### To do
The required output is the line with "let readers: Vec<_> = (0..4)" through the final line of the entries, each one exactly as it stands.

======== Records shown ========

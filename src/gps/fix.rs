// src/gps/fix.rs
//! The consolidated fix and its shared, lock-guarded handle

use serde::{Deserialize, Serialize};
use std::sync::{Arc, PoisonError, RwLock};

/// Health of the serial link, independent of whether the receiver has a fix
#[derive(Debug, Clone, Copy, PartialEq, Eq, Default, Serialize, Deserialize)]
pub enum LinkStatus {
    #[default]
    #[serde(rename = "not connected")]
    NotConnected,
    #[serde(rename = "connected")]
    Connected,
    #[serde(rename = "fail connect")]
    FailedConnect,
    #[serde(rename = "exception")]
    Exception,
}

impl std::fmt::Display for LinkStatus {
    fn fmt(&self, f: &mut std::fmt::Formatter<'_>) -> std::fmt::Result {
        let s = match self {
            LinkStatus::NotConnected => "not connected",
            LinkStatus::Connected => "connected",
            LinkStatus::FailedConnect => "fail connect",
            LinkStatus::Exception => "exception",
        };
        f.write_str(s)
    }
}

/// Latest known GPS state.
///
/// Latitude and longitude use 0.0 for "unknown", so a real position on the
/// equator or prime meridian is indistinguishable from no data.
#[derive(Debug, Clone, PartialEq, Default, Serialize, Deserialize)]
pub struct Fix {
    pub latitude: f64,
    pub longitude: f64,
    pub timestamp: Option<String>, // "YYYY-MM-DD HH:MM:SS", from RMC
    #[serde(rename = "speed")]
    pub speed_kmh: f64,
    pub altitude: f64,
    #[serde(rename = "satellites")]
    pub satellites_in_view: u32,
    pub status: LinkStatus,
}

impl Fix {
    pub fn new() -> Self {
        Self::default()
    }

    /// Check if a position has been reported at all
    pub fn has_position(&self) -> bool {
        self.latitude != 0.0 || self.longitude != 0.0
    }
}

/// Read access to the current fix.
///
/// Implementations return a copy taken at one instant, never a view that
/// mixes two record applications.
pub trait FixQuery {
    fn get_fix(&self) -> Fix;
}

/// The single fix shared between the ingestion task and the query server.
///
/// Cloning the handle shares the same fix. Writers are crate-private:
/// status belongs to the link supervisor, every other field to the
/// aggregator.
#[derive(Debug, Clone, Default)]
pub struct SharedFix {
    inner: Arc<RwLock<Fix>>,
}

impl SharedFix {
    pub fn new() -> Self {
        Self::default()
    }

    /// Apply one update under the write lock.
    pub(crate) fn update<R>(&self, f: impl FnOnce(&mut Fix) -> R) -> R {
        // Poisoning is ignored: every Fix value is structurally valid.
        let mut guard = self.inner.write().unwrap_or_else(PoisonError::into_inner);
        f(&mut guard)
    }

    pub(crate) fn set_status(&self, status: LinkStatus) {
        self.update(|fix| fix.status = status);
    }

    pub fn status(&self) -> LinkStatus {
        self.inner.read().unwrap_or_else(PoisonError::into_inner).status
    }
}

impl FixQuery for SharedFix {
    fn get_fix(&self) -> Fix {
        self.inner.read().unwrap_or_else(PoisonError::into_inner).clone()
    }
}

#[cfg(test)]
mod tests {
    use super::*;
    use std::thread;

    #[test]
    fn test_initial_fix() {
        let fix = SharedFix::new().get_fix();
        assert_eq!(fix.status, LinkStatus::NotConnected);
        assert_eq!(fix.timestamp, None);
        assert_eq!(fix.satellites_in_view, 0);
        assert!(!fix.has_position());
    }

    #[test]
    fn test_serialized_shape() {
        let fix = Fix {
            latitude: 31.5,
            longitude: 117.25,
            timestamp: Some("2026-10-19 08:30:15".to_string()),
            speed_kmh: 18.52,
            altitude: 35.2,
            satellites_in_view: 9,
            status: LinkStatus::FailedConnect,
        };

        let value = serde_json::to_value(&fix).unwrap();
        assert_eq!(
            value,
            serde_json::json!({
                "latitude": 31.5,
                "longitude": 117.25,
                "timestamp": "2026-10-19 08:30:15",
                "speed": 18.52,
                "altitude": 35.2,
                "satellites": 9,
                "status": "fail connect"
            })
        );

        let empty = serde_json::to_value(Fix::new()).unwrap();
        assert_eq!(empty["timestamp"], serde_json::Value::Null);
        assert_eq!(empty["status"], "not connected");
    }

    #[test]
    fn test_handles_share_one_fix() {
        let fix = SharedFix::new();
        let other = fix.clone();

        fix.set_status(LinkStatus::Connected);
        assert_eq!(other.status(), LinkStatus::Connected);
        assert_eq!(other.get_fix().status, LinkStatus::Connected);
    }

    #[test]
    fn test_snapshots_never_mix_updates() {
        let fix = SharedFix::new();

        let writer = {
            let fix = fix.clone();
            thread::spawn(move || {
                for i in 0..20_000u32 {
                    let v = f64::from(i % 2 + 1);
                    fix.update(|f| {
                        f.latitude = v;
                        f.longitude = v;
                        f.altitude = v;
                        f.satellites_in_view = i % 2 + 1;
                    });
                }
            })
        };

        let readers: Vec<_> = (0..4)
            .map(|_| {
                let fix = fix.clone();
                thread::spawn(move || {
                    for _ in 0..20_000 {
                        let snap = fix.get_fix();
                        assert_eq!(snap.latitude, snap.longitude);
                        assert_eq!(snap.latitude, snap.altitude);
                        assert_eq!(snap.altitude, f64::from(snap.satellites_in_view));
                    }
                })
            })
            .collect();

        writer.join().unwrap();
        for reader in readers {
            reader.join().unwrap();
        }
    }
}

========

### The answer
        let readers: Vec<_> = (0..4)
            .map(|_| {
                let fix = fix.clone();
                thread::spawn(move || {
                    for _ in 0..20_000 {
                        let snap = fix.get_fix();
                        assert_eq!(snap.latitude, snap.longitude);
                        assert_eq!(snap.latitude, snap.altitude);
                        assert_eq!(snap.altitude, f64::from(snap.satellites_in_view));
                    }
                })
            })
            .collect();

        writer.join().unwrap();
        for reader in readers {
            reader.join().unwrap();
        }
    }
}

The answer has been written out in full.